The Agony of Writing a Book Blurb

My book (By Moonrise) is done. The cover is done. All that’s left is a final review of the galleys (the pages as laid out for printing), writing up the acknowledgments, and the back of the cover book blurb.

The blurb.

The ever-so-important summary that is meant to tease and inspire, describing just enough that it piques a buyer’s interest. It’s the text on the back of the book, and the text that glows in neon on Amazon.

You’d think that 150 or so words wouldn’t be that hard to write, especially for someone who writes novels and also is a professional copywriter.

You’d be wrong.

For the past couple of months, I’ve collected phrases and ideas that I thought would work, and compiled them in an Evernote file. I even grabbed a couple blurbs I particularly liked and saved those as well.

handwritten draftsI start working by writing it out longhand, as that’s often more productive for my brainstorming, and tracking changes is a bit easier.

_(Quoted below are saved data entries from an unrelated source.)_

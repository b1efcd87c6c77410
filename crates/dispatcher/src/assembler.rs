use article_releases_core::{Header, Message};

/// 把各 accepter 的结果包装成输出消息
pub fn build(header: Option<Header>) -> Message {
    Message { header }
}
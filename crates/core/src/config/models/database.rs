use serde::{Deserialize, Serialize};

/// Database configuration
#[derive(Debug, Clone, Serialize, Deserialize)]
pub struct DatabaseConfig {
    pub url: String,
    pub max_connections: u32,
    pub min_connections: u32,
    pub connection_timeout_seconds: u64,
    pub idle_timeout_seconds: u64,
}

impl Default for DatabaseConfig {
    fn default() -> Self {
        Self {
            url: "mysql://localhost:3306/data_platform".to_string(),
            max_connections: 10,
            min_connections: 1,
            connection_timeout_seconds: 30,
            idle_timeout_seconds: 600,
        }
    }
}

impl DatabaseConfig {
    /// Validate database configuration
    pub fn validate(&self) -> anyhow::Result<()> {
        if self.url.is_empty() {
            return Err(anyhow::anyhow!("数据库URL不能为空"));
        }

        if !self.url.starts_with("mysql://") {
            return Err(anyhow::anyhow!("数据库URL必须是MySQL格式"));
        }

        if self.max_connections == 0 {
            return Err(anyhow::anyhow!("最大连接数必须大于0"));
        }

        if self.min_connections > self.max_connections {
            return Err(anyhow::anyhow!("最小连接数不能大于最大连接数"));
        }

        if self.connection_timeout_seconds == 0 {
            return Err(anyhow::anyhow!("连接超时时间必须大于0"));
        }

        Ok(())
    }
}
use serde::{Deserialize, Serialize};

/// Observability configuration
#[derive(Debug, Clone, Serialize, Deserialize)]
pub struct ObservabilityConfig {
    pub log_level: String,
    pub log_format: String,
}

impl Default for ObservabilityConfig {
    fn default() -> Self {
        Self {
            log_level: "info".to_string(),
            log_format: "json".to_string(),
        }
    }
}

impl ObservabilityConfig {
    pub fn validate(&self) -> anyhow::Result<()> {
        let valid_log_levels = ["trace", "debug", "info", "warn", "error"];
        if !valid_log_levels.contains(&self.log_level.to_lowercase().as_str()) {
            return Err(anyhow::anyhow!(
                "无效的日志级别: {}，支持的级别: {:?}",
                self.log_level,
                valid_log_levels
            ));
        }

        let valid_formats = ["json", "pretty"];
        if !valid_formats.contains(&self.log_format.as_str()) {
            return Err(anyhow::anyhow!(
                "不支持的日志格式: {}，支持的格式: {:?}",
                self.log_format,
                valid_formats
            ));
        }

        Ok(())
    }
}
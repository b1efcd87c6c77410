use async_trait::async_trait;

use crate::{
    models::{RemoteRequest, SessionResponse},
    ReleaseResult,
};

/// 会话级请求/响应抽象接口
///
/// 在异步的消息队列之上提供同步的点对点请求：调用方等待携带相同
/// `runtime_session_id` 的响应，或会话/broker 报告失败。超时与取消由实现方负责。
#[async_trait]
pub trait SessionRequester: Send + Sync {
    /// 向指定队列发送会话请求并等待对应的响应
    async fn session_keep_request(
        &self,
        queue: &str,
        request: &RemoteRequest,
    ) -> ReleaseResult<SessionResponse>;

    /// 确认响应已处理
    ///
    /// broker 投递在实现方接收响应时可能已经确认，这时只需记录处理完成。
    async fn ack(&self, response: &SessionResponse) -> ReleaseResult<()>;
}
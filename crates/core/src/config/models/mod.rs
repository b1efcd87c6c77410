pub mod app_config;
pub mod database;
pub mod message_queue;
pub mod observability;

// Re-export main types for easier imports
pub use app_config::AppConfig;
pub use database::DatabaseConfig;
pub use message_queue::MessageQueueConfig;
pub use observability::ObservabilityConfig;
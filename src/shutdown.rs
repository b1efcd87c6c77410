use std::sync::Arc;

use tokio::sync::{broadcast, RwLock};
use tracing::{debug, info};

/// 优雅关闭管理器
pub struct ShutdownManager {
    /// 关闭信号发送器
    shutdown_tx: Arc<RwLock<Option<broadcast::Sender<()>>>>,
}

impl ShutdownManager {
    pub fn new() -> Self {
        let (shutdown_tx, _) = broadcast::channel(16);

        Self {
            shutdown_tx: Arc::new(RwLock::new(Some(shutdown_tx))),
        }
    }

    /// 订阅关闭信号
    pub async fn subscribe(&self) -> broadcast::Receiver<()> {
        let shutdown_tx = self.shutdown_tx.read().await;
        if let Some(ref tx) = *shutdown_tx {
            tx.subscribe()
        } else {
            // 已经关闭时返回立即触发的接收器
            let (tx, rx) = broadcast::channel(1);
            let _ = tx.send(());
            rx
        }
    }

    /// 触发关闭
    pub async fn shutdown(&self) {
        let mut shutdown_tx = self.shutdown_tx.write().await;
        let Some(tx) = shutdown_tx.take() else {
            debug!("关闭管理器已经触发过关闭");
            return;
        };

        debug!("发送关闭信号给 {} 个订阅者", tx.receiver_count());
        // 没有接收者时发送失败，忽略
        let _ = tx.send(());

        info!("关闭信号已发送");
    }
}

impl Default for ShutdownManager {
    fn default() -> Self {
        Self::new()
    }
}
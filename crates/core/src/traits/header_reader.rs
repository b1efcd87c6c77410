use async_trait::async_trait;

use crate::{
    models::{Header, Sdc},
    ReleaseResult,
};

/// Header 远程读取接口
#[async_trait]
pub trait HeaderReader: Send + Sync {
    /// 读取请求所指文章的当前 Header，不存在时返回 `None`
    async fn read_header(&self, request: &Sdc) -> ReleaseResult<Option<Header>>;
}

About seven or eight drafts later, I think I have a workable draft. I type it up and then spend a couple of hours editing and revising. I send it to a couple of friends who give me feedback. Then I sleep on it. WIth new feedback, I work on it for a couple more hours, and then crowdsource my “final” version.

And it’s not even close to done yet.

About 10 versions later, I think I have it, but a phrase still bugs one person. And while I like it, I see their point. Another round, more edits. And so on.

By now I think it’s taken about eight hours, maybe more. It’s really hard to say. I’m still not convinced it’s perfect. But it’s done:

In Sarducia, magic is real—at least for now.

Kate Norton isn’t prepared for a debate about magic. All she wants is to keep her job. But when the silver ring she just inherited suddenly drops her into this mysterious, archaic land, her priorities quickly change.

For magic is what lies at the heart of a political rivalry threatening to tear Sarducia apart. Even as Kate tries to figure out why she ended up in Sarducia, she gets pulled into the conflict. Unwilling to be a passive bystander to unfolding events, Kate forges her own path, using instinct to decide who she can trust, and rebuffs those who try to manipulate her.

Driven by loyalty and love, Kate takes dangerous risks with far-reaching consequences. Will her efforts be enough to save herself and her friends?

By Moonrise is a tale of intrigue, mystery and romance.
And one stubborn woman who keeps tripping on the hem of her dress.

To the handful of friends (some of whom are writers themselves) who took the time to read my drafts and offer feedback, I am forever grateful, because 24 hours ago I sincerely was about to give up. I couldn’t have done it without all of their help.

Look for By Moonrise in December 2015.

2 responses to “The Agony of Writing a Book Blurb”

  1. Nicole Mölders Avatar

    congrats! Writing a book is a lot of work.

    1. Jackie Dana Avatar

      Thanks! What I’ve discovered is that finishing a book is just the start of a very long process. Every step is reasonably simple in itself (well, other than the blurb!) but there are SO MANY STEPS!